Planning Priorities: time to rethink

The timetable for approving Fareham’s Local Plan will have to be re-assessed. With most of life and endeavour currently on hold, the only certainty is that plans will change once the plague has passed.

The urgent and very necessary responses needed to combat COVID-19 have ensured that there will be no ‘getting back to normal’ – leastways, it will be some new kind of normality.

I believe the pre-pandemic timetable for our Local Plan must be changed for three reasons.

Firstly, the priorities demanded by Westminster will, inevitably, be changed. Almost certainly priorities for Health, Housing, Education and Economic reconstruction will need to be reviewed. It may be expected that infrastructure priorities will be redefined, with Roads and Rail investments seeming less vital than transition to full fibre connectivity.

Secondly, the case for greener planning has shifted beyond debate. The pattern of economic stimulus applied after the 2008 global crash cannot be replicated. Public investments will, this time around, demand public return – and that means far more than job recreation. The investment justifications must also demand pro-active support for commercial efforts to combat climate change.

Thirdly, and most importantly, the Local Plan as it stands has no democratic mandate. If the May 2020 local elections had gone ahead our communities would have known exactly what they were voting for. In earlier commentary we had questioned the adequacy of Local Plan consultation. In the post-pandemic rebuilding of the UK we will campaign for far greater devolution of authority to Local Authorities – a shift away from the over-centralisation of recent decades.

It will take some time for our country and communities to recover. We should certainly not crash on with any Local Plan based on old ideas without the support of local people.

Fighting for more trees

Lib Dems called on Fareham Council to plant more trees in the Borough, using part of its large capital reserves rather than adding to the increase in Council Tax.

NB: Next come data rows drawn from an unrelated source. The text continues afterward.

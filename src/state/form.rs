//! Waitlist form state and validation

use super::field::FormField;
use super::signup::{OtpSolution, SignupRequest};
use once_cell::sync::Lazy;
use regex::Regex;

/// Basic "local@domain.tld" shape; anything stricter rejects real addresses
static EMAIL_RE: Lazy<Regex> =
    Lazy::new(|| Regex::new(r"^[^\s@]+@[^\s@]+\.[^\s@]+$").expect("valid email regex"));

pub const FULL_NAME_REQUIRED: &str = "Full name is required";
pub const EMAIL_REQUIRED: &str = "Email is required";
pub const EMAIL_INVALID: &str = "Please enter a valid email address";

/// Trait for common form operations
pub trait Form {
    fn field_count(&self) -> usize;
    fn active_field(&self) -> usize;
    fn set_active_field(&mut self, index: usize);
    fn next_field(&mut self) {
        let count = self.field_count();
        let current = self.active_field();
        self.set_active_field((current + 1) % count);
    }
    fn prev_field(&mut self) {
        let count = self.field_count();
        let current = self.active_field();
        if current == 0 {
            self.set_active_field(count - 1);
        } else {
            self.set_active_field(current - 1);
        }
    }
    fn get_active_field_mut(&mut self) -> &mut FormField;
    fn get_field(&self, index: usize) -> Option<&FormField>;
}

/// Per-field validation messages, rebuilt from scratch on every pass.
///
/// Only the two required fields can carry errors; the optional fields are
/// never validated.
#[derive(Debug, Clone, Default, PartialEq, Eq)]
pub struct ValidationErrors {
    pub full_name: Option<String>,
    pub email: Option<String>,
}

impl ValidationErrors {
    /// The form is valid iff no field carries an error
    pub fn is_empty(&self) -> bool {
        self.full_name.is_none() && self.email.is_none()
    }
}

/// The waitlist signup form
#[derive(Debug, Clone)]
pub struct WaitlistForm {
    pub full_name: FormField,
    pub email: FormField,
    pub company_name: FormField,
    pub current_otp: FormField,
    pub monthly_usage: FormField,
    /// 0-4 are the fields, 5 is the submit row
    pub active_field_index: usize,
}

impl WaitlistForm {
    pub fn new() -> Self {
        Self {
            full_name: FormField::text("full_name", "Full Name", true),
            email: FormField::text("email", "Email Address", true),
            company_name: FormField::text("company_name", "Company Name", false),
            current_otp: FormField::select(
                "current_otp",
                "Current OTP Solution",
                &OtpSolution::LABELS,
            ),
            monthly_usage: FormField::text_with_placeholder(
                "monthly_usage",
                "Expected Monthly Usage",
                "e.g., 10,000 authentications",
            ),
            active_field_index: 0,
        }
    }

    /// Returns true if the submit row is currently active
    pub fn is_submit_row_active(&self) -> bool {
        self.active_field_index == 5
    }

    /// Rebuild the full error map from the current field values
    pub fn validate(&self) -> ValidationErrors {
        let mut errors = ValidationErrors::default();

        if self.full_name.as_text().trim().is_empty() {
            errors.full_name = Some(FULL_NAME_REQUIRED.to_string());
        }

        let email = self.email.as_text();
        if email.trim().is_empty() {
            errors.email = Some(EMAIL_REQUIRED.to_string());
        } else if !EMAIL_RE.is_match(email) {
            errors.email = Some(EMAIL_INVALID.to_string());
        }

        errors
    }

    /// Snapshot the current field values into a signup record
    pub fn to_request(&self) -> SignupRequest {
        SignupRequest {
            full_name: self.full_name.as_text().to_string(),
            email: self.email.as_text().to_string(),
            company_name: self.company_name.as_text().to_string(),
            current_otp_solution: self
                .current_otp
                .selected_index()
                .map(|i| OtpSolution::ALL[i]),
            monthly_usage: self.monthly_usage.as_text().to_string(),
        }
    }
}

impl Default for WaitlistForm {
    fn default() -> Self {
        Self::new()
    }
}

impl Form for WaitlistForm {
    fn field_count(&self) -> usize {
        6 // five fields plus the submit row
    }
    fn active_field(&self) -> usize {
        self.active_field_index
    }
    fn set_active_field(&mut self, index: usize) {
        self.active_field_index = index.min(5);
    }
    fn get_active_field_mut(&mut self) -> &mut FormField {
        match self.active_field_index {
            0 => &mut self.full_name,
            1 => &mut self.email,
            2 => &mut self.company_name,
            3 => &mut self.current_otp,
            // Submit row (index 5) has no field; return the last one as dummy
            _ => &mut self.monthly_usage,
        }
    }
    fn get_field(&self, index: usize) -> Option<&FormField> {
        match index {
            0 => Some(&self.full_name),
            1 => Some(&self.email),
            2 => Some(&self.company_name),
            3 => Some(&self.current_otp),
            4 => Some(&self.monthly_usage),
            // Index 5 is the submit row, no FormField for it
            _ => None,
        }
    }
}

#[cfg(test)]
mod tests {
    use super::*;

    fn type_into(field: &mut FormField, text: &str) {
        for c in text.chars() {
            field.push_char(c);
        }
    }

    fn valid_form() -> WaitlistForm {
        let mut form = WaitlistForm::new();
        type_into(&mut form.full_name, "Jane Doe");
        type_into(&mut form.email, "jane@x.com");
        form
    }

    mod validation {
        use super::*;

        #[test]
        fn test_empty_form_has_both_errors() {
            let errors = WaitlistForm::new().validate();
            assert_eq!(errors.full_name.as_deref(), Some(FULL_NAME_REQUIRED));
            assert_eq!(errors.email.as_deref(), Some(EMAIL_REQUIRED));
            assert!(!errors.is_empty());
        }

        #[test]
        fn test_whitespace_only_name_is_missing() {
            let mut form = valid_form();
            form.full_name.clear();
            type_into(&mut form.full_name, "   ");
            let errors = form.validate();
            assert_eq!(errors.full_name.as_deref(), Some(FULL_NAME_REQUIRED));
        }

        #[test]
        fn test_blank_email_message_is_distinct_from_format_error() {
            let mut form = valid_form();
            form.email.clear();
            assert_eq!(form.validate().email.as_deref(), Some(EMAIL_REQUIRED));

            type_into(&mut form.email, "not-an-email");
            assert_eq!(form.validate().email.as_deref(), Some(EMAIL_INVALID));
        }

        #[test]
        fn test_minimal_valid_email_passes() {
            let mut form = valid_form();
            form.email.clear();
            type_into(&mut form.email, "a@b.c");
            assert!(form.validate().is_empty());
        }

        #[test]
        fn test_email_with_spaces_rejected() {
            let mut form = valid_form();
            form.email.clear();
            type_into(&mut form.email, "a b@c.d");
            assert_eq!(form.validate().email.as_deref(), Some(EMAIL_INVALID));
        }

        #[test]
        fn test_email_without_tld_rejected() {
            let mut form = valid_form();
            form.email.clear();
            type_into(&mut form.email, "jane@x");
            assert_eq!(form.validate().email.as_deref(), Some(EMAIL_INVALID));
        }

        #[test]
        fn test_optional_fields_never_validated() {
            let form = valid_form();
            // All optionals left empty
            assert!(form.validate().is_empty());
        }

        #[test]
        fn test_validate_rebuilds_from_scratch() {
            let mut form = WaitlistForm::new();
            assert!(!form.validate().is_empty());
            type_into(&mut form.full_name, "Jane Doe");
            type_into(&mut form.email, "jane@x.com");
            // Prior errors must not linger once the fields are fixed
            assert!(form.validate().is_empty());
        }
    }

    mod navigation {
        use super::*;

        #[test]
        fn test_field_count_includes_submit_row() {
            assert_eq!(WaitlistForm::new().field_count(), 6);
        }

        #[test]
        fn test_next_field_wraps() {
            let mut form = WaitlistForm::new();
            for _ in 0..6 {
                form.next_field();
            }
            assert_eq!(form.active_field_index, 0);
        }

        #[test]
        fn test_prev_field_wraps_to_submit_row() {
            let mut form = WaitlistForm::new();
            form.prev_field();
            assert_eq!(form.active_field_index, 5);
            assert!(form.is_submit_row_active());
        }

        #[test]
        fn test_set_active_field_clamps() {
            let mut form = WaitlistForm::new();
            form.set_active_field(100);
            assert_eq!(form.active_field_index, 5);
        }

        #[test]
        fn test_get_field_returns_correct_fields() {
            let form = WaitlistForm::new();
            assert_eq!(form.get_field(0).unwrap().name, "full_name");
            assert_eq!(form.get_field(1).unwrap().name, "email");
            assert_eq!(form.get_field(2).unwrap().name, "company_name");
            assert_eq!(form.get_field(3).unwrap().name, "current_otp");
            assert_eq!(form.get_field(4).unwrap().name, "monthly_usage");
            assert!(form.get_field(5).is_none()); // submit row
        }

        #[test]
        fn test_required_markers() {
            let form = WaitlistForm::new();
            assert!(form.full_name.required);
            assert!(form.email.required);
            assert!(!form.company_name.required);
            assert!(!form.current_otp.required);
            assert!(!form.monthly_usage.required);
        }
    }

    mod to_request {
        use super::*;
        use crate::state::OtpSolution;

        #[test]
        fn test_unset_select_maps_to_none() {
            let request = valid_form().to_request();
            assert!(request.current_otp_solution.is_none());
        }

        #[test]
        fn test_selected_option_maps_to_enum() {
            let mut form = valid_form();
            form.current_otp.next_option();
            form.current_otp.next_option();
            let request = form.to_request();
            assert_eq!(request.current_otp_solution, Some(OtpSolution::Authy));
        }

        #[test]
        fn test_text_fields_copied_verbatim() {
            let mut form = valid_form();
            type_into(&mut form.company_name, "Acme");
            type_into(&mut form.monthly_usage, "10k");
            let request = form.to_request();
            assert_eq!(request.full_name, "Jane Doe");
            assert_eq!(request.email, "jane@x.com");
            assert_eq!(request.company_name, "Acme");
            assert_eq!(request.monthly_usage, "10k");
        }
    }
}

A one-off spend of £100,000 would enable the Council to plant 500 extra trees, whose benefits would last for generations.

The Council has reserves of  £5,500,000 – more than twice the amount it is obliged to keep in reserve to cover unforeseen changes in spending.

Lib Dems put the proposal for extra trees as an amendment to the Budget for 2020-21, in line with the Council’s recent pledge to fight the Climate Emergency.

Councillor Jim Forrest, said in the Budget debate: “Fareham has won countless Britain in Bloom awards, showing we have one of the finest Grounds teams in the country. We’re asking the Council to give them a little more strength to their elbow, to preserve our planet as well as to beautify our corner of it.”

The Tory majority on the Council voted down the amendment, but Lib Dems will continue to press for environmental and recycling projects to tackle the climate emergency.